» **TASK STATEMENT**:
Would you reproduce exactly the lines below from the one holding "configuration is usable." through the one holding "outside 1..=600 seconds.", inclusive, and no others?

» **DATA SECTION**:
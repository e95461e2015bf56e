//! Configuration management for moodstack.
//!
//! Settings come from environment variables with sensible defaults. Paths are
//! expanded with `shellexpand`, so `~` and `$VARS` work as in a shell.
//!
//! # Environment Variables
//!
//! - `MOODSTACK_DB`: SQLite database path (defaults to ~/.local/share/moodstack/moodstack.db)
//! - `MOODSTACK_LEXICON`: emotion lexicon file (optional; the search path and
//!   then the built-in lexicon are used when unset)
//! - `MOODSTACK_OLLAMA_URL`: inference service base URL
//! - `MOODSTACK_AI_MODEL`: inference model name
//! - `MOODSTACK_AI_TIMEOUT_SECS`: inference request timeout, 1..=600 seconds

use crate::constants::{
    DEFAULT_AI_MODEL, DEFAULT_AI_TIMEOUT_SECS, DEFAULT_DB_PATH, DEFAULT_OLLAMA_URL,
    ENV_VAR_AI_MODEL, ENV_VAR_AI_TIMEOUT_SECS, ENV_VAR_DB_PATH, ENV_VAR_LEXICON_PATH,
    ENV_VAR_OLLAMA_URL, MAX_AI_TIMEOUT_SECS,
};
use crate::errors::{AppError, AppResult};
use std::env;
use std::fmt;
use std::path::PathBuf;
use std::time::Duration;

/// Configuration for moodstack.
///
/// # Examples
///
/// Creating a configuration manually:
/// ```
/// use moodstack::Config;
/// use std::path::PathBuf;
///
/// let config = Config {
///     db_path: PathBuf::from("/tmp/moodstack.db"),
///     ..Config::default()
/// };
/// assert!(config.validate().is_ok());
/// ```
#[derive(Clone)]
pub struct Config {
    /// Location of the SQLite database.
    pub db_path: PathBuf,

    /// Explicit lexicon definition file, if any.
    pub lexicon_path: Option<PathBuf>,

    /// Base URL of the inference service.
    pub ollama_url: String,

    /// Model used for external emotion analysis.
    pub ai_model: String,

    /// Inference request timeout in seconds.
    pub ai_timeout_secs: u64,
}

impl fmt::Debug for Config {
    fn fmt(&self, f: &mut fmt::Formatter<'_>) -> fmt::Result {
        f.debug_struct("Config")
            .field("db_path", &"[REDACTED_PATH]")
            .field(
                "lexicon_path",
                &self.lexicon_path.as_ref().map(|_| "[REDACTED_PATH]"),
            )
            .field("ollama_url", &self.ollama_url)
            .field("ai_model", &self.ai_model)
            .field("ai_timeout_secs", &self.ai_timeout_secs)
            .finish()
    }
}

impl Default for Config {
    /// Defaults with the database path left unexpanded.
    fn default() -> Self {
        Config {
            db_path: PathBuf::from(DEFAULT_DB_PATH),
            lexicon_path: None,
            ollama_url: DEFAULT_OLLAMA_URL.to_string(),
            ai_model: DEFAULT_AI_MODEL.to_string(),
            ai_timeout_secs: DEFAULT_AI_TIMEOUT_SECS,
        }
    }
}

fn expand_path(raw: &str) -> AppResult<PathBuf> {
    let expanded = shellexpand::full(raw)
        .map_err(|e| AppError::Config(format!("Failed to expand path: {}", e)))?;
    Ok(PathBuf::from(expanded.into_owned()))
}

/// Reads a variable, treating unset and blank alike.
fn non_empty_var(name: &str) -> Option<String> {
    env::var(name).ok().filter(|v| !v.trim().is_empty())
}

impl Config {
    /// Loads configuration from environment variables with defaults.
    ///
    /// # Errors
    ///
    /// Returns `AppError::Config` if a path cannot be expanded or the timeout
    /// is not an integer.
    ///
    /// # Examples
    ///
    /// ```no_run
    /// use moodstack::Config;
    ///
    /// match Config::load() {
    ///     Ok(config) => println!("Using model {}", config.ai_model),
    ///     Err(err) => eprintln!("Failed to load config: {}", err),
    /// }
    /// ```
    pub fn load() -> AppResult<Self> {
        let db_raw = non_empty_var(ENV_VAR_DB_PATH).unwrap_or_else(|| DEFAULT_DB_PATH.to_string());
        let db_path = expand_path(&db_raw)?;

        let lexicon_path = non_empty_var(ENV_VAR_LEXICON_PATH)
            .map(|raw| expand_path(&raw))
            .transpose()?;

        let ollama_url =
            non_empty_var(ENV_VAR_OLLAMA_URL).unwrap_or_else(|| DEFAULT_OLLAMA_URL.to_string());
        let ai_model =
            non_empty_var(ENV_VAR_AI_MODEL).unwrap_or_else(|| DEFAULT_AI_MODEL.to_string());

        let ai_timeout_secs = match non_empty_var(ENV_VAR_AI_TIMEOUT_SECS) {
            Some(raw) => raw.trim().parse::<u64>().map_err(|_| {
                AppError::Config(format!(
                    "{} must be a whole number of seconds, got '{}'",
                    ENV_VAR_AI_TIMEOUT_SECS, raw
                ))
            })?,
            None => DEFAULT_AI_TIMEOUT_SECS,
        };

        Ok(Config {
            db_path,
            lexicon_path,
            ollama_url,
            ai_model,
            ai_timeout_secs,
        })
    }

    /// Validates that the configuration is usable.
    ///
    /// # Errors
    ///
    /// Returns `AppError::Config` when the database path is empty, the
    /// inference URL is not http(s), the model name is empty, or the timeout
    /// falls outside 1..=600 seconds.
    pub fn validate(&self) -> AppResult<()> {
        if self.db_path.as_os_str().is_empty() {
            return Err(AppError::Config("Database path is empty".to_string()));
        }

        if !(self.ollama_url.starts_with("http://") || self.ollama_url.starts_with("https://")) {
            return Err(AppError::Config(format!(
                "Inference URL must start with http:// or https://, got '{}'",
                self.ollama_url
            )));
        }

        if self.ai_model.trim().is_empty() {
            return Err(AppError::Config("AI model name is empty".to_string()));
        }

        if !(1..=MAX_AI_TIMEOUT_SECS).contains(&self.ai_timeout_secs) {
            return Err(AppError::Config(format!(
                "AI timeout must be between 1 and {} seconds, got {}",
                MAX_AI_TIMEOUT_SECS, self.ai_timeout_secs
            )));
        }

        Ok(())
    }

    pub fn ai_timeout(&self) -> Duration {
        Duration::from_secs(self.ai_timeout_secs)
    }
}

» **EXERCISE OUTPUT**:
    /// Validates that the configuration is usable.
    ///
    /// # Errors
    ///
    /// Returns `AppError::Config` when the database path is empty, the
    /// inference URL is not http(s), the model name is empty, or the timeout
    /// falls outside 1..=600 seconds.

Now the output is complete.